In [None]:
import sys
from pathlib import Path

# Add root folder to Python path (to import modules)
notebook_dir = Path().absolute()
project_root = notebook_dir.parent
sys.path.append(str(project_root))

In [None]:
from os import listdir
from os.path import isfile, join
import pandas as pd
import torchmetrics as tm
import torch
import json
import matplotlib.pyplot as plt
import numpy as np
import seaborn as sns
import sys,os

from src.portfolios.portfolio_new import Portfolio

In [None]:
resultsPath = '../saved/results_old/'

In [None]:
GuEnsemblePath = resultsPath + 'GuEnsemble/'
predicted_ret_path = GuEnsemblePath + 'predicted_returns/'
trial_info_path = GuEnsemblePath + 'trial_info/'

In [None]:
predicted_ret_files = [f for f in listdir(predicted_ret_path) if isfile(join(predicted_ret_path, f))]
trial_info_files = [f for f in listdir(trial_info_path) if isfile(join(trial_info_path, f))]

In [None]:
df = pd.read_csv(predicted_ret_path + '/' + predicted_ret_files[0], index_col=0)
import models.neural_net.metric as metric
import data.data_preprocessing as dp

print(f'R2 with predicted_ret file: {metric.calc_r2(df)}')
crsp = dp.load_crsp()
df.drop('ret', axis=1, inplace=True)
df.merge(crsp[['permno','yyyymm','ret']], on=['permno','yyyymm'], how='left')
metric.calc_r2(df)

In [None]:
returns = pd.DataFrame()

for idx, file in enumerate(predicted_ret_files):
    df = pd.read_csv(predicted_ret_path + '/' + file, index_col=0)
    df = df.rename({'predicted_ret': 'predicted_ret_'+str(idx)}, axis=1)
    if idx == 0:
        # returns = returns.reindex(columns=df.columns.tolist())
        returns = pd.concat([returns, df], axis=1)

    else:
        returns = pd.concat([returns, df.iloc[:,-1]], axis=1)

In [None]:
returns['predicted_ret'] = returns.iloc[:,3:].mean(axis=1)

In [None]:
returns = returns[['permno','yyyymm','ret', 'predicted_ret']]

In [None]:
import torchmetrics
import torch

spear = torchmetrics.SpearmanCorrCoef()
spearman = spear(torch.tensor(returns['ret']),torch.tensor(returns['predicted_ret']))

In [None]:
print(f'Spearman correlation coefficient: {spearman.item():.4f}')

In [None]:
# Remove the plot frame lines.
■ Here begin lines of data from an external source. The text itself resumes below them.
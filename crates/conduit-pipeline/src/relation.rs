//! Declarative links from one pipeline's resources to another pipeline.

use std::fmt;
use std::sync::Arc;

use serde::{Deserialize, Serialize};
use serde_json::Value;
use tokio::task::JoinSet;

use conduit_schema::ObjectSchema;
use conduit_types::{ConduitError, Options, Query, Record, Result, ResultPage, ID_FIELD};

use crate::pipeline::Pipeline;
use crate::template::{QueryTemplate, TemplateValue};

/// Resolves the target pipeline when the relation is first used. Lets a
/// relation point at a pipeline that is built later, or at its own pipeline.
pub type TargetFn = Arc<dyn Fn() -> Result<Pipeline> + Send + Sync>;

#[derive(Debug, Clone, Copy, PartialEq, Eq, Hash, Serialize, Deserialize)]
#[serde(rename_all = "snake_case")]
pub enum Cardinality {
    One,
    Many,
}

impl fmt::Display for Cardinality {
    fn fmt(&self, f: &mut fmt::Formatter<'_>) -> fmt::Result {
        match self {
            Cardinality::One => f.write_str("one"),
            Cardinality::Many => f.write_str("many"),
        }
    }
}

// ---------------------------------------------------------------------------
// RelationDef
// ---------------------------------------------------------------------------

pub struct RelationDef {
    pub name: String,
    pub target: TargetFn,
    pub query: Query,
    pub options: Options,
}

impl RelationDef {
    pub fn new(
        name: impl Into<String>,
        target: impl Fn() -> Result<Pipeline> + Send + Sync + 'static,
        query: Query,
    ) -> Self {
        Self {
            name: name.into(),
            target: Arc::new(target),
            query,
            options: Options::new(),
        }
    }

    /// Relation to a pipeline that already exists.
    ///
    /// The relation keeps `target` alive. A relation declared on `target`
    /// itself, or on a pipeline `target` relates back to, forms a reference
    /// cycle; use [`weak`](Self::weak) or [`PipelineRegistry::lazy`] there.
    ///
    /// [`PipelineRegistry::lazy`]: crate::PipelineRegistry::lazy
    pub fn to(name: impl Into<String>, target: &Pipeline, query: Query) -> Self {
        let target = target.clone();
        Self::new(name, move || Ok(target.clone()), query)
    }

    /// Relation through a non-owning handle on `target`. Resolving it fails
    /// once every [`Pipeline`] handle on the target has been dropped.
    pub fn weak(name: impl Into<String>, target: &Pipeline, query: Query) -> Self {
        let target = target.downgrade();
        Self::new(
            name,
            move || {
                target.upgrade().ok_or_else(|| {
                    ConduitError::Configuration(format!(
                        "pipeline '{}' has been dropped",
                        target.name()
                    ))
                })
            },
            query,
        )
    }

    /// Options passed to every `read` against the target.
    pub fn with_options(mut self, options: Options) -> Self {
        self.options = options;
        self
    }
}

// ---------------------------------------------------------------------------
// Relation
// ---------------------------------------------------------------------------

pub struct Relation {
    name: String,
    target: TargetFn,
    template: QueryTemplate,
    options: Options,
    cardinality: Cardinality,
}

/// Serializable view of a relation for consumers that expose relations in
/// their own protocol.
#[derive(Debug, Clone, PartialEq, Serialize, Deserialize)]
pub struct RelationDescriptor {
    pub name: String,
    pub target: Option<String>,
    pub cardinality: Cardinality,
    pub query: Query,
    pub options: Options,
}

impl Relation {
    /// Validate a definition against the declaring pipeline's model and infer
    /// its cardinality.
    pub(crate) fn declare(def: RelationDef, model: Option<&ObjectSchema>) -> Result<Relation> {
        let template = QueryTemplate::parse(&def.query)?;
        if let Some(model) = model.filter(|m| !m.accepts_additional()) {
            if let Some(unknown) = template.references().into_iter().find(|f| !model.has_property(f)) {
                return Err(ConduitError::Configuration(format!(
                    "relation '{}' references unknown field '{unknown}'",
                    def.name
                )));
            }
        }
        let cardinality = infer_cardinality(&template, model);
        Ok(Relation {
            name: def.name,
            target: def.target,
            template,
            options: def.options,
            cardinality,
        })
    }

    pub fn name(&self) -> &str {
        &self.name
    }

    pub fn cardinality(&self) -> Cardinality {
        self.cardinality
    }

    pub fn template(&self) -> &QueryTemplate {
        &self.template
    }

    pub fn options(&self) -> &Options {
        &self.options
    }

    pub fn target(&self) -> Result<Pipeline> {
        (self.target)()
    }

    pub fn descriptor(&self) -> RelationDescriptor {
        RelationDescriptor {
            name: self.name.clone(),
            target: self.target().ok().map(|p| p.name().to_string()),
            cardinality: self.cardinality,
            query: self.template.to_raw(),
            options: self.options.clone(),
        }
    }

    fn build_query(&self, resource: &Record, extra: Option<&Query>) -> Result<Query> {
        let mut query = self.template.hydrate(resource)?;
        if let Some(extra) = extra {
            query.extend(extra.iter().map(|(k, v)| (k.clone(), v.clone())));
        }
        Ok(query)
    }

    fn build_options(&self, extra: Option<&Options>) -> Options {
        let mut options = self.options.clone();
        if let Some(extra) = extra {
            options.extend(extra.iter().map(|(k, v)| (k.clone(), v.clone())));
        }
        options
    }

    /// Read the resources related to `resource`. Caller-supplied query and
    /// options keys override the relation's own.
    pub async fn fetch(
        &self,
        resource: &Record,
        extra_query: Option<&Query>,
        extra_options: Option<&Options>,
    ) -> Result<ResultPage> {
        let query = self.build_query(resource, extra_query)?;
        let options = self.build_options(extra_options);
        let target = self.target()?;
        tracing::debug!(
            relation = %self.name,
            target = %target.name(),
            "Fetching relation"
        );
        target.read(Some(query), Some(options)).await
    }

    /// Fetch and store the result on `resource` under the relation's name.
    pub async fn assign_to_resource(
        &self,
        resource: &mut Record,
        extra_query: Option<&Query>,
        extra_options: Option<&Options>,
    ) -> Result<()> {
        let page = self.fetch(resource, extra_query, extra_options).await?;
        self.assign_page(resource, page);
        Ok(())
    }

    /// [`assign_to_resource`](Self::assign_to_resource) for many resources.
    ///
    /// Fetches run concurrently; resource `i` always receives result `i`.
    /// Every query is hydrated before any fetch starts, so a missing field
    /// fails the call without touching the target.
    pub async fn assign_to_resources(
        &self,
        resources: &mut [Record],
        extra_query: Option<&Query>,
        extra_options: Option<&Options>,
    ) -> Result<()> {
        if resources.is_empty() {
            return Ok(());
        }
        let queries = resources
            .iter()
            .map(|resource| self.build_query(resource, extra_query))
            .collect::<Result<Vec<_>>>()?;
        let options = self.build_options(extra_options);
        let target = self.target()?;

        let mut tasks = JoinSet::new();
        for (index, query) in queries.into_iter().enumerate() {
            let target = target.clone();
            let options = options.clone();
            tasks.spawn(async move { (index, target.read(Some(query), Some(options)).await) });
        }

        let mut pages: Vec<Option<ResultPage>> = vec![None; resources.len()];
        while let Some(joined) = tasks.join_next().await {
            let (index, page) = joined
                .map_err(|e| ConduitError::Other(format!("relation fetch task failed: {e}")))?;
            pages[index] = Some(page?);
        }

        tracing::debug!(
            relation = %self.name,
            count = resources.len(),
            "Assigned relation to resources"
        );
        for (resource, page) in resources.iter_mut().zip(pages) {
            if let Some(page) = page {
                self.assign_page(resource, page);
            }
        }
        Ok(())
    }

    fn assign_page(&self, resource: &mut Record, page: ResultPage) {
        let value = match self.cardinality {
            Cardinality::One => page
                .data
                .into_iter()
                .next()
                .map(Value::Object)
                .unwrap_or(Value::Null),
            Cardinality::Many => Value::Array(page.data.into_iter().map(Value::Object).collect()),
        };
        resource.insert(self.name.clone(), value);
    }
}

impl fmt::Debug for Relation {
    fn fmt(&self, f: &mut fmt::Formatter<'_>) -> fmt::Result {
        f.debug_struct("Relation")
            .field("name", &self.name)
            .field("cardinality", &self.cardinality)
            .field("template", &self.template)
            .field("options", &self.options)
            .finish_non_exhaustive()
    }
}

/// `One` only when the target's identity is pinned to a single value: a
/// non-array literal, an escaped literal, or a reference to a non-array
/// field of the declaring model. Everything else is `Many`.
pub fn infer_cardinality(template: &QueryTemplate, model: Option<&ObjectSchema>) -> Cardinality {
    match template.get(ID_FIELD) {
        None => Cardinality::Many,
        Some(TemplateValue::Literal(value)) if value.is_array() => Cardinality::Many,
        Some(TemplateValue::Literal(_)) | Some(TemplateValue::Escaped(_)) => Cardinality::One,
        Some(TemplateValue::Reference(field)) => {
            match model.and_then(|m| m.get(field)) {
                Some(schema) if schema.is_array() => Cardinality::Many,
                _ => Cardinality::One,
            }
        }
    }
}
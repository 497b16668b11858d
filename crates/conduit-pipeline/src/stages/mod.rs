//! Ready-made stages for common cross-cutting behavior.

mod defaults;
mod paginate;
mod read_only;
mod timestamps;

pub use defaults::Defaults;
pub use paginate::Paginate;
pub use read_only::ReadOnly;
pub use timestamps::Timestamps;
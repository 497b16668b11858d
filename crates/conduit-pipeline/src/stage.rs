//! The stage trait and the continuation handed to each stage.

use async_trait::async_trait;

use conduit_types::{
    Capabilities, ConduitError, Operation, Options, Query, Record, Result, ResultPage,
};

use crate::pipeline::Node;
use crate::slots::SchemaSlots;

// ---------------------------------------------------------------------------
// Stage trait
// ---------------------------------------------------------------------------

/// One link in a CRUD chain.
///
/// A stage only receives the operations listed in [`Stage::capabilities`];
/// the others pass straight through to the next stage. Each hook gets a
/// [`Next`] continuation that runs the rest of the chain, so a stage can act
/// before it, after it, or instead of it.
#[async_trait]
pub trait Stage: Send + Sync {
    /// Identifier used in logs and the structural description.
    fn name(&self) -> &str;

    fn capabilities(&self) -> Capabilities;

    /// Schemas this stage contributes to the chain.
    fn schemas(&self) -> SchemaSlots {
        SchemaSlots::default()
    }

    /// Schemas this stage contributes when piped onto a chain with the given
    /// resolved slots. Stages that widen the chain's input slots override
    /// this; the default is [`Stage::schemas`].
    fn schemas_over(&self, _chain: &SchemaSlots) -> SchemaSlots {
        self.schemas()
    }

    async fn create(
        &self,
        values: Vec<Record>,
        options: Options,
        next: Next<'_>,
    ) -> Result<ResultPage> {
        next.create(values, options).await
    }

    async fn read(&self, query: Query, options: Options, next: Next<'_>) -> Result<ResultPage> {
        next.read(query, options).await
    }

    async fn replace(
        &self,
        id: String,
        values: Record,
        options: Options,
        next: Next<'_>,
    ) -> Result<ResultPage> {
        next.replace(id, values, options).await
    }

    async fn patch(
        &self,
        query: Query,
        values: Record,
        options: Options,
        next: Next<'_>,
    ) -> Result<ResultPage> {
        next.patch(query, values, options).await
    }

    async fn delete(&self, query: Query, options: Options, next: Next<'_>) -> Result<ResultPage> {
        next.delete(query, options).await
    }
}

// ---------------------------------------------------------------------------
// Next
// ---------------------------------------------------------------------------

/// The remainder of the chain below the current stage.
///
/// Calling an operation on `Next` skips every stage that does not declare
/// it and runs the first one that does. If none does, the call fails with
/// [`ConduitError::NotImplemented`].
#[derive(Clone, Copy)]
pub struct Next<'a> {
    node: Option<&'a Node>,
    pipeline: &'a str,
}

impl<'a> Next<'a> {
    pub(crate) fn new(node: Option<&'a Node>, pipeline: &'a str) -> Self {
        Self { node, pipeline }
    }

    /// Name of the pipeline the call entered through.
    pub fn pipeline(&self) -> &str {
        self.pipeline
    }

    /// `true` if no stage remains below this point.
    pub fn is_end(&self) -> bool {
        self.node.is_none()
    }

    fn resolve(&self, operation: Operation) -> Result<(&'a Node, Next<'a>)> {
        let mut cursor = self.node;
        while let Some(node) = cursor {
            if node.stage().capabilities().contains(operation) {
                tracing::trace!(
                    pipeline = %self.pipeline,
                    stage = %node.stage().name(),
                    operation = %operation,
                    "Dispatching to stage"
                );
                return Ok((node, Next::new(node.parent(), self.pipeline)));
            }
            cursor = node.parent();
        }
        Err(ConduitError::NotImplemented {
            pipeline: self.pipeline.to_string(),
            operation,
        })
    }

    pub async fn create(self, values: Vec<Record>, options: Options) -> Result<ResultPage> {
        let (node, next) = self.resolve(Operation::Create)?;
        node.stage().create(values, options, next).await
    }

    pub async fn read(self, query: Query, options: Options) -> Result<ResultPage> {
        let (node, next) = self.resolve(Operation::Read)?;
        node.stage().read(query, options, next).await
    }

    pub async fn replace(self, id: String, values: Record, options: Options) -> Result<ResultPage> {
        let (node, next) = self.resolve(Operation::Replace)?;
        node.stage().replace(id, values, options, next).await
    }

    pub async fn patch(self, query: Query, values: Record, options: Options) -> Result<ResultPage> {
        let (node, next) = self.resolve(Operation::Patch)?;
        node.stage().patch(query, values, options, next).await
    }

    pub async fn delete(self, query: Query, options: Options) -> Result<ResultPage> {
        let (node, next) = self.resolve(Operation::Delete)?;
        node.stage().delete(query, options, next).await
    }
}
They are unnecessary chartjunk.
# These are the "Tableau 20" colors as RGB.  
tableau20 = [(31, 119, 180), (174, 199, 232), (255, 127, 14), (255, 187, 120),  
             (44, 160, 44), (152, 223, 138), (214, 39, 40), (255, 152, 150),  
             (148, 103, 189), (197, 176, 213), (140, 86, 75), (196, 156, 148),  
             (227, 119, 194), (247, 182, 210), (127, 127, 127), (199, 199, 199),  
             (188, 189, 34), (219, 219, 141), (23, 190, 207), (158, 218, 229)]  

# Scale the RGB values to the [0, 1] range, which is the format matplotlib accepts.  
for i in range(len(tableau20)):  
    r, g, b = tableau20[i]  
    tableau20[i] = (r / 255., g / 255., b / 255.)  

# You typically want your plot to be ~1.33x wider than tall. This plot is a rare  
# exception because of the number of lines being plotted on it.  
# Common sizes: (10, 7.5) and (12, 9)  
plt.figure(figsize=(8, 5.5))

# Remove the plot frame lines. They are unnecessary chartjunk.  
ax = plt.subplot(111)  
ax.spines["top"].set_visible(False)  
ax.spines["bottom"].set_visible(True)  
ax.spines["right"].set_visible(False)  
ax.spines["left"].set_visible(True)  

ax.get_xaxis().tick_bottom()
ax.get_yaxis().tick_left()

plt.title("Stock returns distribution (actual and forecasted)\n", fontsize=22)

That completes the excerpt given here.